Segment Start: Excerpted data
//! Data types for LinkStash.

use serde::{Deserialize, Serialize};

/// Setting key under which the completion-endpoint credential is stored.
pub const API_KEY_SETTING: &str = "api_key";

/// A saved link with its generated summary.
///
/// Created once by the save flow and never mutated afterwards; removal
/// is an explicit user action. The `id` is assigned by the store and is
/// stable for the record's lifetime.
#[derive(Debug, Clone, Serialize, Deserialize)]
pub struct SavedLink {
    /// Store-assigned, monotonically increasing identifier.
    pub id: i64,
    /// Exact URL string as captured. Not normalized: `http://x` and
    /// `http://x/` are distinct records.
    pub url: String,
    pub title: String,
    /// Generated summary, or a placeholder/failure string when the
    /// completion endpoint was unavailable at save time.
    pub summary: String,
    /// ISO-8601 creation instant, set once when the record is inserted.
    pub timestamp: String,
    /// Reserved for future use; always empty in current flows.
    #[serde(default)]
    pub tags: Vec<String>,
}

//! Command implementations.
//!
//! Each command opens the store, builds a typed [`Request`], runs it
//! through the router, and renders the [`Response`] in the selected
//! output mode. The sync CLI bridges into the async router with a
//! per-command runtime.

use crate::config::resolve_db_path;
use crate::error::{Error, Result};
use crate::router::{Request, Response, Router};
use crate::storage::SqliteStorage;
use std::path::PathBuf;

pub mod ask;
pub mod completions;
pub mod delete;
pub mod init;
pub mod key;
pub mod list;
pub mod save;
pub mod version;

/// Open the store at the resolved path, failing when uninitialized.
pub(crate) fn open_storage(db_path: Option<&PathBuf>) -> Result<SqliteStorage> {
    let db_path =
        resolve_db_path(db_path.map(PathBuf::as_path)).ok_or(Error::NotInitialized)?;

    if !db_path.exists() {
        return Err(Error::NotInitialized);
    }

    SqliteStorage::open(&db_path)
}

/// Open the store and wrap it in a router.
pub(crate) fn open_router(db_path: Option<&PathBuf>) -> Result<Router> {
    Ok(Router::new(open_storage(db_path)?))
}

/// Run one request to completion on a fresh runtime.
pub(crate) fn dispatch(router: &mut Router, request: Request) -> Result<Response> {
    let rt = tokio::runtime::Runtime::new()
        .map_err(|e| Error::Other(format!("Failed to create async runtime: {e}")))?;
    rt.block_on(router.handle(request))
}
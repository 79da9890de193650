//! Page capture: URL -> (url, title, visible text).
//!
//! The capture counterpart of reading the active browser tab. Internal
//! browser schemes are refused up front as their own user-facing
//! condition; a page whose text cannot be extracted falls back to using
//! its title as the content, so a save never dies on a weird page.

use crate::error::{Error, Result};
use regex::Regex;
use std::sync::LazyLock;
use std::time::Duration;

/// A captured page ready for the save flow.
#[derive(Debug, Clone)]
pub struct CapturedPage {
    pub url: String,
    pub title: String,
    pub text: String,
}

static SCRIPT_STYLE_RE: LazyLock<Regex> = LazyLock::new(|| {
    Regex::new(r"(?is)<(script|style)\b[^>]*>.*?</(script|style)>").unwrap()
});

static TAG_RE: LazyLock<Regex> = LazyLock::new(|| Regex::new(r"<[^>]*>").unwrap());

static TITLE_RE: LazyLock<Regex> =
    LazyLock::new(|| Regex::new(r"(?is)<title[^>]*>(.*?)</title>").unwrap());

static WHITESPACE_RE: LazyLock<Regex> = LazyLock::new(|| Regex::new(r"\s+").unwrap());

/// Reject URLs that cannot be captured.
///
/// Browser-internal schemes (`chrome://`, `edge://`, `about:`) and
/// anything else that is not http(s) get a distinct error, before any
/// network traffic.
///
/// # Errors
///
/// `Error::InvalidArgument` for unparseable URLs, `Error::UnsupportedScheme`
/// for non-http(s) schemes.
pub fn check_capturable(url: &str) -> Result<()> {
    let parsed = url::Url::parse(url)
        .map_err(|e| Error::InvalidArgument(format!("invalid URL '{url}': {e}")))?;

    match parsed.scheme() {
        "http" | "https" => Ok(()),
        _ => Err(Error::UnsupportedScheme {
            url: url.to_string(),
        }),
    }
}

/// Extract the first `<title>` element's text.
#[must_use]
pub fn extract_title(html: &str) -> Option<String> {
    TITLE_RE
        .captures(html)
        .map(|c| decode_entities(c[1].trim()))
        .filter(|t| !t.is_empty())
}

/// Extract the visible text of a page.
///
/// Script and style contents are dropped, remaining tags stripped,
/// entities decoded, whitespace collapsed. Returns an empty string when
/// nothing survives.
#[must_use]
pub fn visible_text(html: &str) -> String {
    let without_scripts = SCRIPT_STYLE_RE.replace_all(html, " ");
    let without_tags = TAG_RE.replace_all(&without_scripts, " ");
    let decoded = decode_entities(&without_tags);
    WHITESPACE_RE.replace_all(decoded.trim(), " ").into_owned()
}

fn decode_entities(text: &str) -> String {
    text.replace("&nbsp;", " ")
        .replace("&lt;", "<")
        .replace("&gt;", ">")
        .replace("&quot;", "\"")
        .replace("&#39;", "'")
        .replace("&amp;", "&")
}

/// Fetch a page and extract title and visible text.
///
/// # Errors
///
/// `Error::UnsupportedScheme` for browser-internal URLs,
/// `Error::Capture` when the fetch fails or returns a non-success
/// status. Extraction itself never fails: a missing title falls back to
/// the URL, and empty text falls back to the title.
pub async fn capture(url: &str) -> Result<CapturedPage> {
    check_capturable(url)?;

    let client = reqwest::Client::builder()
        .timeout(Duration::from_secs(30))
        .user_agent(concat!("linkstash/", env!("CARGO_PKG_VERSION")))
        .build()
        .unwrap_or_else(|_| reqwest::Client::new());

    tracing::debug!(%url, "fetching page");

    let response = client
        .get(url)
        .send()
        .await
        .map_err(|e| Error::Capture(e.to_string()))?;

    let status = response.status();
    if !status.is_success() {
        return Err(Error::Capture(format!("HTTP {}", status.as_u16())));
    }

    let html = response
        .text()
        .await
        .map_err(|e| Error::Capture(e.to_string()))?;

    let title = extract_title(&html).unwrap_or_else(|| url.to_string());
    let mut text = visible_text(&html);
    if text.is_empty() {
        tracing::debug!(%url, "no visible text extracted, falling back to title");
        text = title.clone();
    }

    Ok(CapturedPage {
        url: url.to_string(),
        title,
        text,
    })
}
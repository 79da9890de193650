//! Database schema definitions.

use rusqlite::{Connection, Result};

/// Current schema version for migration tracking.
pub const CURRENT_SCHEMA_VERSION: i32 = 1;

/// The complete SQL schema for the LinkStash database.
///
/// Two collections: `links` (the saved records) and `settings` (singleton
/// key/value pairs, currently just the API credential).
///
/// Note: `links.id` is AUTOINCREMENT so ids stay monotonic and are never
/// reused after a delete. `timestamp` is stored as ISO-8601 TEXT.
pub const SCHEMA_SQL: &str = r#"
-- ====================
-- Schema Version Tracking
-- ====================

CREATE TABLE IF NOT EXISTS schema_migrations (
    version TEXT PRIMARY KEY,
    applied_at INTEGER NOT NULL
);

-- ====================
-- Core Tables
-- ====================

-- Links: saved pages with generated summaries
CREATE TABLE IF NOT EXISTS links (
    id INTEGER PRIMARY KEY AUTOINCREMENT,
    url TEXT NOT NULL,
    title TEXT NOT NULL,
    summary TEXT NOT NULL DEFAULT '',
    timestamp TEXT NOT NULL,
    tags TEXT NOT NULL DEFAULT '[]'
);

CREATE INDEX IF NOT EXISTS idx_links_url ON links(url);
CREATE INDEX IF NOT EXISTS idx_links_id ON links(id DESC);

-- Settings: singleton key/value pairs
CREATE TABLE IF NOT EXISTS settings (
    key TEXT PRIMARY KEY,
    value TEXT NOT NULL
);
"#;

/// Apply the schema to the database.
///
/// This uses `execute_batch` to run the entire DDL script.
/// It is idempotent because all statements use `IF NOT EXISTS`.
///
/// # Errors
///
/// Returns an error if the SQL execution fails or pragmas cannot be set.
pub fn apply_schema(conn: &Connection) -> Result<()> {
    // Set pragmas before schema creation
    conn.pragma_update(None, "journal_mode", "WAL")?;
    conn.pragma_update(None, "foreign_keys", "ON")?;
    conn.pragma_update(None, "synchronous", "NORMAL")?;

    // Apply schema
    conn.execute_batch(SCHEMA_SQL)?;

    // Record schema version
    conn.execute(
        "INSERT OR IGNORE INTO schema_migrations (version, applied_at) VALUES (?1, ?2)",
        rusqlite::params![
            format!("v{CURRENT_SCHEMA_VERSION}"),
            chrono::Utc::now().timestamp_millis()
        ],
    )?;

    Ok(())
}
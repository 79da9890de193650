//! Error types for LinkStash CLI.
//!
//! Provides structured error handling with:
//! - Machine-readable error codes (`ErrorCode`)
//! - Category-based exit codes (2=db, 3=conflict, 4=validation, etc.)
//! - Retryability flags for scripted consumers
//! - Context-aware recovery hints
//! - Structured JSON output for piped / non-TTY consumers

use std::path::PathBuf;
use thiserror::Error;

/// Result type alias for LinkStash operations.
pub type Result<T> = std::result::Result<T, Error>;

// ── Error Code ────────────────────────────────────────────────

/// Machine-readable error codes grouped by category.
///
/// Each code maps to a SCREAMING_SNAKE string and a category-based
/// exit code. Scripts match on the string or on the exit code.
#[derive(Debug, Clone, Copy, PartialEq, Eq)]
pub enum ErrorCode {
    // Database (exit 2)
    NotInitialized,
    AlreadyInitialized,
    DatabaseError,

    // Conflict (exit 3)
    DuplicateUrl,

    // Validation (exit 4)
    InvalidApiKey,
    InvalidArgument,

    // Capture (exit 5)
    UnsupportedScheme,
    CaptureError,

    // Remote API (exit 6)
    ApiKeyMissing,
    ApiError,

    // Config (exit 7)
    ConfigError,

    // I/O (exit 8)
    IoError,
    JsonError,

    // Internal (exit 1)
    InternalError,
}

impl ErrorCode {
    /// Machine-readable SCREAMING_SNAKE code string.
    #[must_use]
    pub const fn as_str(&self) -> &str {
        match self {
            Self::NotInitialized => "NOT_INITIALIZED",
            Self::AlreadyInitialized => "ALREADY_INITIALIZED",
            Self::DatabaseError => "DATABASE_ERROR",
            Self::DuplicateUrl => "DUPLICATE_URL",
            Self::InvalidApiKey => "INVALID_API_KEY",
            Self::InvalidArgument => "INVALID_ARGUMENT",
            Self::UnsupportedScheme => "UNSUPPORTED_SCHEME",
            Self::CaptureError => "CAPTURE_ERROR",
            Self::ApiKeyMissing => "API_KEY_MISSING",
            Self::ApiError => "API_ERROR",
            Self::ConfigError => "CONFIG_ERROR",
            Self::IoError => "IO_ERROR",
            Self::JsonError => "JSON_ERROR",
            Self::InternalError => "INTERNAL_ERROR",
        }
    }

    /// Category-based exit code (1-8).
    #[must_use]
    pub const fn exit_code(&self) -> u8 {
        match self {
            Self::InternalError => 1,
            Self::NotInitialized | Self::AlreadyInitialized | Self::DatabaseError => 2,
            Self::DuplicateUrl => 3,
            Self::InvalidApiKey | Self::InvalidArgument => 4,
            Self::UnsupportedScheme | Self::CaptureError => 5,
            Self::ApiKeyMissing | Self::ApiError => 6,
            Self::ConfigError => 7,
            Self::IoError | Self::JsonError => 8,
        }
    }

    /// Whether a scripted caller should retry with corrected input.
    ///
    /// True for validation errors (bad key format, bad argument) and
    /// transient database contention. False for conflicts, capture
    /// failures, or internal errors.
    #[must_use]
    pub const fn is_retryable(&self) -> bool {
        matches!(
            self,
            Self::InvalidApiKey | Self::InvalidArgument | Self::DatabaseError
        )
    }
}

// ── Error Enum ────────────────────────────────────────────────

/// Errors that can occur in LinkStash CLI operations.
#[derive(Error, Debug)]
pub enum Error {
    #[error("Not initialized: run `lks init` first")]
    NotInitialized,

    #[error("Already initialized at {path}")]
    AlreadyInitialized { path: PathBuf },

    #[error("URL already saved")]
    DuplicateUrl { url: String },

    #[error("API key not configured")]
    ApiKeyMissing,

    #[error("Invalid API key format")]
    InvalidApiKey,

    #[error("Cannot save internal browser pages: {url}")]
    UnsupportedScheme { url: String },

    #[error("Page capture failed: {0}")]
    Capture(String),

    #[error("{0}")]
    Api(String),

    #[error("Database error: {0}")]
    Database(#[from] rusqlite::Error),

    #[error("IO error: {0}")]
    Io(#[from] std::io::Error),

    #[error("JSON error: {0}")]
    Json(#[from] serde_json::Error),

    #[error("Invalid argument: {0}")]
    InvalidArgument(String),

    #[error("Configuration error: {0}")]
    Config(String),

    #[error("{0}")]
    Other(String),
}

impl Error {
    /// Map this error to its structured `ErrorCode`.
    #[must_use]
    pub const fn error_code(&self) -> ErrorCode {
        match self {
            Self::NotInitialized => ErrorCode::NotInitialized,
            Self::AlreadyInitialized { .. } => ErrorCode::AlreadyInitialized,
            Self::DuplicateUrl { .. } => ErrorCode::DuplicateUrl,
            Self::ApiKeyMissing => ErrorCode::ApiKeyMissing,
            Self::InvalidApiKey => ErrorCode::InvalidApiKey,
            Self::UnsupportedScheme { .. } => ErrorCode::UnsupportedScheme,
            Self::Capture(_) => ErrorCode::CaptureError,
            Self::Api(_) => ErrorCode::ApiError,
            Self::Database(_) => ErrorCode::DatabaseError,
            Self::Io(_) => ErrorCode::IoError,
            Self::Json(_) => ErrorCode::JsonError,
            Self::InvalidArgument(_) => ErrorCode::InvalidArgument,
            Self::Config(_) => ErrorCode::ConfigError,
            Self::Other(_) => ErrorCode::InternalError,
        }
    }

    /// Category-based exit code, delegating to the `ErrorCode`.
    #[must_use]
    pub const fn exit_code(&self) -> u8 {
        self.error_code().exit_code()
    }

    /// Context-aware recovery hint for humans and scripts.
    ///
    /// Returns `None` if no actionable suggestion exists.
    #[must_use]
    pub fn hint(&self) -> Option<String> {
        match self {
            Self::NotInitialized => Some("Run `lks init` to create the database".to_string()),

            Self::AlreadyInitialized { path } => Some(format!(
                "Database already exists at {}. Use `--force` to reinitialize.",
                path.display()
            )),

            Self::DuplicateUrl { url } => Some(format!(
                "'{url}' is already in your collection. Use `lks list` to see it."
            )),

            Self::ApiKeyMissing => Some(
                "Set one with `lks key set <value>`. Summaries degrade to a \
                 placeholder without it; `lks ask` requires it."
                    .to_string(),
            ),

            Self::InvalidApiKey => {
                Some("API keys start with \"sk-\". Check the value and try again.".to_string())
            }

            Self::UnsupportedScheme { .. } => Some(
                "Browser-internal pages (chrome://, edge://, about:) cannot be captured. \
                 Only http(s) URLs are supported."
                    .to_string(),
            ),

            Self::Capture(_) => Some(
                "Pass the page text yourself: `lks save <url> --title <t> --content <text>` \
                 or pipe it with `--stdin`."
                    .to_string(),
            ),

            Self::Api(_)
            | Self::Database(_)
            | Self::Io(_)
            | Self::Json(_)
            | Self::InvalidArgument(_)
            | Self::Config(_)
            | Self::Other(_) => None,
        }
    }

    /// Structured JSON representation for machine consumption.
    ///
    /// Includes error code, message, retryability, exit code, and
    /// optional recovery hint. Scripts parse this instead of stderr text.
    #[must_use]
    pub fn to_structured_json(&self) -> serde_json::Value {
        let code = self.error_code();
        let mut obj = serde_json::json!({
            "ok": false,
            "error": {
                "code": code.as_str(),
                "message": self.to_string(),
                "retryable": code.is_retryable(),
                "exit_code": code.exit_code(),
            }
        });

        if let Some(hint) = self.hint() {
            obj["error"]["hint"] = serde_json::Value::String(hint);
        }

        obj
    }
}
Segment End: Excerpted data
• Work instruction:
In the listing above, locate the line containing "applied_at INTEGER NOT NULL" and the line containing "CREATE INDEX IF NOT EXISTS idx_links_url". Extract those two lines and every line between them, exactly as written, and only those.

• Exercise output:
    applied_at INTEGER NOT NULL
);

-- ====================
-- Core Tables
-- ====================

-- Links: saved pages with generated summaries
CREATE TABLE IF NOT EXISTS links (
    id INTEGER PRIMARY KEY AUTOINCREMENT,
    url TEXT NOT NULL,
    title TEXT NOT NULL,
    summary TEXT NOT NULL DEFAULT '',
    timestamp TEXT NOT NULL,
    tags TEXT NOT NULL DEFAULT '[]'
);

CREATE INDEX IF NOT EXISTS idx_links_url ON links(url);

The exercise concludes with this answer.